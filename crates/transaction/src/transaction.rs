//! One engine transaction from init to release

use std::sync::Arc;

use pkbridge_config::Config;
use pkbridge_errors::{Error, TransactionError};
use pkbridge_events::EventEmitter;
use pkbridge_net::{Fetcher, XferCommand};
use pkbridge_types::{InfoKind, Role, Status};

use crate::action_log::{ActionLog, FileActionLog};
use crate::context::JobContext;
use crate::engine::{Engine, TransFlags};
use crate::error_list;
use crate::translator::EventTranslator;

/// An initialized engine transaction bound to one job
///
/// [`Transaction::end`] runs exactly once: explicitly, through
/// [`Transaction::finish`], or on drop.
pub struct Transaction<'e, E: Engine + ?Sized> {
    engine: &'e mut E,
    translator: EventTranslator,
    context: JobContext,
    config: Config,
    ended: bool,
}

impl<'e, E: Engine + ?Sized> Transaction<'e, E> {
    /// Start a transaction and hook the job up to it
    ///
    /// # Errors
    ///
    /// Returns an error if the engine refuses to start a transaction, the
    /// configured fetch command is empty, or no job token is active.
    pub fn initialize(
        engine: &'e mut E,
        context: JobContext,
        config: &Config,
        flags: TransFlags,
    ) -> Result<Self, Error> {
        let action_log = FileActionLog::new(
            config.transaction.log_file.clone(),
            config.transaction.log_prefix.clone(),
        );
        Self::initialize_with_log(engine, context, config, flags, Box::new(action_log))
    }

    /// Like [`Transaction::initialize`] with a custom action log
    ///
    /// # Errors
    ///
    /// See [`Transaction::initialize`].
    pub fn initialize_with_log(
        engine: &'e mut E,
        context: JobContext,
        config: &Config,
        flags: TransFlags,
        action_log: Box<dyn ActionLog>,
    ) -> Result<Self, Error> {
        let fetcher = match &config.transaction.xfer_command {
            Some(command) => Some(Arc::new(XferCommand::new(command.clone())?) as Arc<dyn Fetcher>),
            None => None,
        };

        engine.init(flags).map_err(error_list::bare_error)?;
        engine.set_fetcher(fetcher);

        let transaction = Self {
            translator: EventTranslator::new(
                context.clone(),
                action_log,
                config.transaction.use_delta,
            ),
            engine,
            context,
            config: config.clone(),
            ended: false,
        };

        let interrupt = transaction.engine.interrupt_handle();
        // on failure the engine transaction is released by drop
        transaction.context.bridge().register_interrupt(interrupt)?;

        tracing::debug!(job = %transaction.context.job_id(), ?flags, "transaction initialized");
        Ok(transaction)
    }

    #[must_use]
    pub fn context(&self) -> &JobContext {
        &self.context
    }

    /// Queue the job's local package files
    ///
    /// # Errors
    ///
    /// Fails on the first file the engine cannot load, naming that file.
    pub fn add_targets(&mut self) -> Result<(), Error> {
        for path in &self.context.params().full_paths {
            self.engine.add_file(path).map_err(|failure| {
                TransactionError::engine(
                    failure.code,
                    Some(path.display().to_string()),
                    failure.message,
                )
            })?;
        }
        Ok(())
    }

    /// Resolve and check the transaction, then apply the hold policy
    ///
    /// # Errors
    ///
    /// Returns the engine failure with its detail list summarized, or
    /// `TransactionError::PackageHeld` when a held package would be removed.
    pub fn simulate(&mut self) -> Result<(), Error> {
        self.engine
            .prepare(&mut self.translator)
            .map_err(error_list::into_error)?;

        if let Some(held) = self
            .engine
            .pending_removes()
            .into_iter()
            .find(|pkg| self.config.is_held(&pkg.name))
        {
            return Err(TransactionError::PackageHeld {
                package: held.name.clone(),
            }
            .into());
        }

        Ok(())
    }

    /// Report what a commit would change, stopping early on cancellation
    pub fn packages(&self) {
        for package in self.engine.pending_adds() {
            if self.context.is_cancelled() {
                return;
            }
            let info = if self.engine.is_installed(&package.name) {
                InfoKind::Updating
            } else {
                InfoKind::Installing
            };
            self.context
                .emit_package(info, package.package_id(), package.description.clone());
        }

        let info = match self.context.role() {
            Role::UpdatePackages => InfoKind::Obsoleting,
            _ => InfoKind::Removing,
        };
        for package in self.engine.pending_removes() {
            if self.context.is_cancelled() {
                return;
            }
            self.context
                .emit_package(info, package.package_id(), package.description.clone());
        }
    }

    /// Apply the transaction unless the job was already cancelled
    ///
    /// # Errors
    ///
    /// Returns the engine failure with its detail list summarized.
    pub fn commit(&mut self) -> Result<(), Error> {
        if self.context.is_cancelled() {
            tracing::debug!(job = %self.context.job_id(), "skipping commit of cancelled job");
            return Ok(());
        }

        self.context.emit_allow_cancel(false);
        self.context.emit_status(Status::Running);

        self.translator
            .set_pending_downloads(self.engine.pending_adds());
        self.engine
            .commit(&mut self.translator)
            .map_err(error_list::into_error)
            .map_err(Into::into)
    }

    /// Flush downloads and output, then release the engine transaction.
    ///
    /// Later calls do nothing.
    ///
    /// # Errors
    ///
    /// Returns an error if the engine fails to release the transaction.
    pub fn end(&mut self) -> Result<(), Error> {
        if self.ended {
            return Ok(());
        }
        self.ended = true;

        self.engine.set_fetcher(None);
        self.translator.finish();
        self.engine
            .release()
            .map_err(error_list::bare_error)
            .map_err(Into::into)
    }

    /// End the transaction and close the job with the first error seen
    pub fn finish(mut self, result: Result<(), Error>) -> bool {
        let ended = self.end();
        let error = result.err().or_else(|| ended.err());
        self.context.finish(error)
    }
}

impl<E: Engine + ?Sized> Drop for Transaction<'_, E> {
    fn drop(&mut self) {
        if let Err(e) = self.end() {
            tracing::warn!("failed to release transaction: {e}");
        }
    }
}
● ● ● ● ● ● ●
(Work order) Restate the data word for word. Begin at its first line, end at the line that contains "or on drop.", and include both.

(Task result)
filename crates/transaction/src/transaction.rs
//! One engine transaction from init to release

use std::sync::Arc;

use pkbridge_config::Config;
use pkbridge_errors::{Error, TransactionError};
use pkbridge_events::EventEmitter;
use pkbridge_net::{Fetcher, XferCommand};
use pkbridge_types::{InfoKind, Role, Status};

use crate::action_log::{ActionLog, FileActionLog};
use crate::context::JobContext;
use crate::engine::{Engine, TransFlags};
use crate::error_list;
use crate::translator::EventTranslator;

/// An initialized engine transaction bound to one job
///
/// [`Transaction::end`] runs exactly once: explicitly, through
/// [`Transaction::finish`], or on drop.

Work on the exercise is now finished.